After September 11, 2001, huge swaths of the federal government reorganized around the idea of fighting terrorism. The Transportation Security Administration (TSA) became a maximally intrusive and minimally effective part of every traveler’s life. The FBI, which had failed to connect the dots on the 9/11 plot, received billions more in funding. The Department of Homeland Security, a shiny new Cabinet-level bureaucracy with an Orwellian name, grew at a rate that would make Clifford the Big Red Dog turn green with envy. The PATRIOT Act whisked away Americans’ privacy, and the Authorization for Use of Military Force plunged the nation into a new type of endless war. The security state that had been unable to prevent a terror attack on American soil was showered with gross sums of money and far-reaching new powers as a result.
But at least, the hawks thought, we’d be ready for the next crisis.
The next crisis was the financial meltdown of 2008. As many of the country’s major financial institutions spiraled downward, the concept of “too big to fail” took on new meaning. The outgoing Republican president, George W. Bush, declared that he’d “abandoned free market principles to save the free market system.” In the wake of the crash came complex new regulations on banks and financial markets, including Dodd-Frank at home and Basel III abroad. These constrained the global banking institutions while granting financial regulators the authority to inspect balance sheets and to demand changes in corporate strategy. All the while, governments seemed to signal that if trouble came knocking again, the feds would likely once again socialize the banks’ risk.
But at least, the regulators thought, we’d be ready for the next crisis.
Enter the coronavirus. Once again, the existing government players have not covered themselves in glory. As Jacob Sullum documents in “When Should Force Be Used To Protect Public Health?” (page 18), the Food and Drug Administration (FDA), the Centers for Disease Control and Prevention (CDC), and the surgeon general issued confusing and misleading guidance and imposed unhelpful constraints on the manufacture and dissemination of masks and tests, overstepping their boundaries and making things worse in the process. The White House contradicted itself constantly in the crucial early days—and in the crucial later ones as well. State governors and their health agencies swayed in the winds of public and expert opinion.

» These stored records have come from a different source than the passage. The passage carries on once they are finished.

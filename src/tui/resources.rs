//! Resources pane: the tenant's bookable entities.

use ratatui::{
    buffer::Buffer,
    layout::Rect,
    style::{Color, Modifier, Style},
    text::{Line, Span},
    widgets::{Block, BorderType, Borders, Paragraph, Widget},
};

use super::sidebar::compute_scroll_offset;
use crate::models::Resource;

/// Render the resources pane into the given area.
pub fn render(
    area: Rect,
    buf: &mut Buffer,
    resources: &[Resource],
    selected: usize,
    loading: bool,
    focused: bool,
) {
    let border_style = if focused {
        Style::default().fg(Color::Yellow)
    } else {
        Style::default().fg(Color::DarkGray)
    };

    let border_type = if focused {
        BorderType::Double
    } else {
        BorderType::Plain
    };

    let block = Block::default()
        .title(" Resources ")
        .title_bottom(Line::from(Span::styled(
            " a: add  d: delete ",
            Style::default().fg(Color::DarkGray),
        )))
        .borders(Borders::ALL)
        .border_type(border_type)
        .border_style(border_style);

    let inner = block.inner(area);
    block.render(area, buf);

    if inner.height == 0 || inner.width == 0 {
        return;
    }

    if resources.is_empty() {
        let text = if loading { " Loading..." } else { " (no resources)" };
        let line = Line::from(Span::styled(text, Style::default().fg(Color::DarkGray)));
        Paragraph::new(line).render(Rect::new(inner.x, inner.y, inner.width, 1), buf);
        return;
    }

    let visible = inner.height as usize;
    let scroll = compute_scroll_offset(selected, visible, resources.len());

    for (row, item_idx) in (scroll..resources.len()).take(visible).enumerate() {
        let res = &resources[item_idx];
        let y = inner.y + row as u16;
        let is_selected = item_idx == selected;

        let cursor = if is_selected { "\u{25BA}" } else { " " };
        let label = match res.description {
            Some(ref desc) if !desc.is_empty() => {
                format!("{} {} - {}", cursor, res.name, desc)
            }
            _ => format!("{} {}", cursor, res.name),
        };
        let truncated: String = label.chars().take(inner.width as usize).collect();

        let style = if is_selected {
            Style::default()
                .fg(Color::White)
                .bg(Color::DarkGray)
                .add_modifier(Modifier::BOLD)
        } else {
            Style::default().fg(Color::Gray)
        };

        Paragraph::new(Line::from(Span::styled(truncated, style)))
            .render(Rect::new(inner.x, y, inner.width, 1), buf);
    }
}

We do not yet know whether the measures taken by public officials were effective in controlling the spread of the virus. Unfortunately, we can be fairly confident about what the next steps in this dance will be. Sometime in 2021, the American people will be presented with a reorganized and newly empowered federal public health bureaucracy. It will strike many, initially at least, as a sensible response to the pandemic. As time passes, it will grow in size and scope. Though theoretically focused on disease control, it will wield enormous power over the economy, with the capacity to shutter entire regions or industries in the name of saving lives. It will constantly be looking for ways to justify itself, reaching toward everything from climate change to gun violence to the food system.
It won’t be the only bureaucracy growing. As Veronique de Rugy explains in “Disaster Relief for Small Businesses Is a Disaster All Its Own” (page 43), the federal government has already responded to the coronavirus pandemic by heaping cash and responsibility on one of its more strikingly inept agencies, the Small Business Administration.

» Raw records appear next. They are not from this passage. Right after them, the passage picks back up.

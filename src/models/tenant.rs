//! Tenant-related models

use chrono::{DateTime, Utc};
use serde::{Deserialize, Serialize};

/// A business account owning WhatsApp/Calendar credentials and data.
#[derive(Debug, Clone, Serialize, Deserialize)]
pub struct Tenant {
    pub id: i64,
    pub user_id: String,
    pub name: String,
    pub whatsapp_phone_number_id: String,
    pub whatsapp_access_token: String,
    pub webhook_verify_token: Option<String>,
    pub google_calendar_id: Option<String>,
    pub created_at: DateTime<Utc>,
}

/// Payload for `POST /tenants/`.
#[derive(Debug, Clone, Default, Serialize)]
pub struct TenantCreate {
    pub name: String,
    pub whatsapp_phone_number_id: String,
    pub whatsapp_access_token: String,
    #[serde(skip_serializing_if = "Option::is_none")]
    pub webhook_verify_token: Option<String>,
    #[serde(skip_serializing_if = "Option::is_none")]
    pub google_calendar_id: Option<String>,
    #[serde(skip_serializing_if = "Option::is_none")]
    pub google_service_account_json: Option<String>,
}

/// Payload for `PATCH /tenants/me`.
///
/// Only fields the operator actually filled in are serialized. Blank strings
/// are dropped by [`TenantUpdate::cleaned`] so stored secrets are never
/// overwritten with empty values.
#[derive(Debug, Clone, Default, Serialize)]
pub struct TenantUpdate {
    #[serde(skip_serializing_if = "Option::is_none")]
    pub name: Option<String>,
    #[serde(skip_serializing_if = "Option::is_none")]
    pub whatsapp_access_token: Option<String>,
    #[serde(skip_serializing_if = "Option::is_none")]
    pub webhook_verify_token: Option<String>,
    #[serde(skip_serializing_if = "Option::is_none")]
    pub google_calendar_id: Option<String>,
    #[serde(skip_serializing_if = "Option::is_none")]
    pub google_service_account_json: Option<String>,
}

fn non_empty(value: Option<String>) -> Option<String> {
    value.filter(|v| !v.trim().is_empty())
}

impl TenantUpdate {
    /// Drop empty-string fields so they are omitted from the PATCH payload.
    pub fn cleaned(self) -> Self {
        Self {
            name: non_empty(self.name),
            whatsapp_access_token: non_empty(self.whatsapp_access_token),
            webhook_verify_token: non_empty(self.webhook_verify_token),
            google_calendar_id: non_empty(self.google_calendar_id),
            google_service_account_json: non_empty(self.google_service_account_json),
        }
    }

    /// True when there is nothing to send.
    pub fn is_empty(&self) -> bool {
        self.name.is_none()
            && self.whatsapp_access_token.is_none()
            && self.webhook_verify_token.is_none()
            && self.google_calendar_id.is_none()
            && self.google_service_account_json.is_none()
    }
}

#[cfg(test)]
mod tests {
    use super::*;

    #[test]
    fn test_cleaned_omits_blank_fields() {
        let update = TenantUpdate {
            name: Some(String::new()),
            whatsapp_access_token: Some("abc".to_string()),
            ..Default::default()
        }
        .cleaned();

        let payload = serde_json::to_value(&update).unwrap();
        assert_eq!(
            payload,
            serde_json::json!({ "whatsapp_access_token": "abc" })
        );
    }

    #[test]
    fn test_cleaned_treats_whitespace_as_blank() {
        let update = TenantUpdate {
            name: Some("   ".to_string()),
            ..Default::default()
        }
        .cleaned();
        assert!(update.is_empty());
    }

    #[test]
    fn test_all_blank_update_is_empty() {
        let update = TenantUpdate::default().cleaned();
        assert!(update.is_empty());
        assert_eq!(serde_json::to_value(&update).unwrap(), serde_json::json!({}));
    }

    #[test]
    fn test_create_omits_unset_optionals() {
        let create = TenantCreate {
            name: "Acme Clinic".to_string(),
            whatsapp_phone_number_id: "12345".to_string(),
            whatsapp_access_token: "tok".to_string(),
            ..Default::default()
        };
        let payload = serde_json::to_value(&create).unwrap();
        assert!(payload.get("webhook_verify_token").is_none());
        assert!(payload.get("google_calendar_id").is_none());
    }
}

Public schools, which have struggled mightily with the rapid switch to online learning, will almost certainly be the recipients of large grants. They will spend the money fighting the last war, preparing for rapid-onset distance learning in ways that may never be directly relevant again. A new army of online learning specialists will spring up and be stationed at every school. They will mostly fail to squeeze new methods into old models, they will join the teachers union, and they will never go away.
A new surveillance apparatus will be established, perhaps under the auspices of the public health behemoth, perhaps in cooperation with existing law enforcement. It will take our temperatures in public spaces and require private institutions to do the same in their own domains. Our phones will become little pocket narcs, telling government snoops whom we have bumped into lately. This, too, will require more funding, more authority, and more powerful tools.

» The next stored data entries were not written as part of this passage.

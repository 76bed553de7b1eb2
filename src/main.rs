//! BookDesk CLI - operator console for a WhatsApp booking platform
//!
//! A terminal client for the BookDesk REST API: tenant setup, conversation
//! threads, and bookable-resource management.

mod api;
mod auth;
mod config;
mod models;
mod tui;

use anyhow::Result;
use clap::{Parser, Subcommand};
use tracing_subscriber::{layer::SubscriberExt, util::SubscriberInitExt};

use models::{Direction, ResourceCreate, TenantCreate, TenantUpdate};

#[derive(Parser)]
#[command(name = "bookdesk")]
#[command(about = "Terminal operator console for a WhatsApp booking platform", long_about = None)]
struct Cli {
    #[command(subcommand)]
    command: Commands,

    /// Enable verbose logging
    #[arg(short, long, global = true)]
    verbose: bool,
}

#[derive(Subcommand)]
enum Commands {
    /// Log in against the session provider
    Login {
        /// Account email
        email: String,

        /// Password (prompted if omitted)
        #[arg(short, long)]
        password: Option<String>,

        /// Force a fresh login even if a valid session exists
        #[arg(short, long)]
        force: bool,
    },

    /// Log out and clear the stored session
    Logout,

    /// Show current session status
    Status,

    /// Create your tenant (business profile)
    Setup {
        /// Business name
        #[arg(long)]
        name: String,

        /// WhatsApp phone-number id (from Meta)
        #[arg(long)]
        phone_number_id: String,

        /// WhatsApp access token
        #[arg(long)]
        access_token: String,

        /// Webhook verify token
        #[arg(long)]
        verify_token: Option<String>,

        /// Google Calendar id
        #[arg(long)]
        calendar_id: Option<String>,

        /// Google service-account credential blob (JSON)
        #[arg(long)]
        service_account_json: Option<String>,
    },

    /// Show your tenant
    Tenant,

    /// Update tenant settings (omitted flags are left unchanged)
    Update {
        #[arg(long)]
        name: Option<String>,

        #[arg(long)]
        access_token: Option<String>,

        #[arg(long)]
        verify_token: Option<String>,

        #[arg(long)]
        calendar_id: Option<String>,

        #[arg(long)]
        service_account_json: Option<String>,
    },

    /// List messages, newest first
    Messages {
        /// Maximum number of messages to fetch
        #[arg(short, long, default_value = "100")]
        limit: usize,

        /// Offset into the message list
        #[arg(short, long)]
        offset: Option<usize>,

        /// Filter by direction: inbound or outbound
        #[arg(short, long)]
        direction: Option<Direction>,
    },

    /// List conversation threads grouped by contact
    Conversations {
        /// Maximum number of messages to group
        #[arg(short, long, default_value = "100")]
        limit: usize,
    },

    /// Read one contact's thread, oldest first
    Read {
        /// Contact phone number (from `conversations` output)
        contact: String,

        /// Maximum number of messages to fetch
        #[arg(short, long, default_value = "100")]
        limit: usize,
    },

    /// List bookable resources
    Resources,

    /// Add a bookable resource
    ResourceAdd {
        /// Resource name
        name: String,

        #[arg(short, long)]
        description: Option<String>,

        /// External identifier (e.g. staff id in another system)
        #[arg(short, long)]
        external_id: Option<String>,
    },

    /// Delete a bookable resource
    ResourceRm {
        /// Resource id (from `resources` output)
        id: i64,
    },

    /// Launch the dashboard terminal user interface
    Tui,
}

fn prompt_password() -> Result<String> {
    use std::io::{self, Write};
    print!("Password: ");
    io::stdout().flush()?;
    let mut line = String::new();
    io::stdin().read_line(&mut line)?;
    Ok(line.trim_end().to_string())
}

#[tokio::main]
async fn main() -> Result<()> {
    let cli = Cli::parse();

    // Initialize logging
    let filter = if cli.verbose { "debug" } else { "info" };
    tracing_subscriber::registry()
        .with(
            tracing_subscriber::EnvFilter::try_from_default_env().unwrap_or_else(|_| filter.into()),
        )
        .with(tracing_subscriber::fmt::layer().with_target(false))
        .init();

    match cli.command {
        Commands::Login {
            email,
            password,
            force,
        } => {
            let password = match password {
                Some(p) => p,
                None => prompt_password()?,
            };
            auth::login(&email, &password, force).await?;
        }
        Commands::Logout => {
            auth::logout().await?;
        }
        Commands::Status => {
            auth::status().await?;
        }
        Commands::Setup {
            name,
            phone_number_id,
            access_token,
            verify_token,
            calendar_id,
            service_account_json,
        } => {
            api::setup_tenant(TenantCreate {
                name,
                whatsapp_phone_number_id: phone_number_id,
                whatsapp_access_token: access_token,
                webhook_verify_token: verify_token,
                google_calendar_id: calendar_id,
                google_service_account_json: service_account_json,
            })
            .await?;
        }
        Commands::Tenant => {
            api::show_tenant().await?;
        }
        Commands::Update {
            name,
            access_token,
            verify_token,
            calendar_id,
            service_account_json,
        } => {
            api::update_tenant(TenantUpdate {
                name,
                whatsapp_access_token: access_token,
                webhook_verify_token: verify_token,
                google_calendar_id: calendar_id,
                google_service_account_json: service_account_json,
            })
            .await?;
        }
        Commands::Messages {
            limit,
            offset,
            direction,
        } => {
            api::list_messages(api::MessagesQuery {
                limit: Some(limit),
                offset,
                direction,
            })
            .await?;
        }
        Commands::Conversations { limit } => {
            api::list_conversations(limit).await?;
        }
        Commands::Read { contact, limit } => {
            api::read_thread(&contact, limit).await?;
        }
        Commands::Resources => {
            api::list_resources().await?;
        }
        Commands::ResourceAdd {
            name,
            description,
            external_id,
        } => {
            api::add_resource(ResourceCreate {
                name,
                description,
                external_id,
            })
            .await?;
        }
        Commands::ResourceRm { id } => {
            api::remove_resource(id).await?;
        }
        Commands::Tui => {
            tui::run().await?;
        }
    }

    Ok(())
}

In each of the previous crises, the government acted both too quickly and too slowly. The PATRIOT Act was signed into law a little over a month after 9/11, and the TSA was created shortly after that. But actual airport security procedures took years to implement, and only after subsequent attack attempts did additional rules accumulate like sediment. In 2008, bailouts hit banks’ coffers with lightning speed but the rules and compliance costs rolled in slowly and unpredictably, especially since Congress left so much of the actual rulemaking to unaccountable regulators. In both cases, tens of thousands of new employees were hired as agents of an ever-more-intrusive state, creating a massive new class of people who are beholden to and perhaps co-opted by the federal government. Expect the same to happen again.
Lurking in the background of each of these new buildups is the question of who will pay. Between each crisis, the United States experienced long periods of prosperity and growth. Our political leaders have chosen not to save for a rainy day and—except in very rare cases—not to roll back interventions that turned out to be unnecessary, expensive, or counterproductive. So we walked into the coronavirus crisis with fewer options, more limited resources, and more distractions.
And we’re not ready for the next crisis.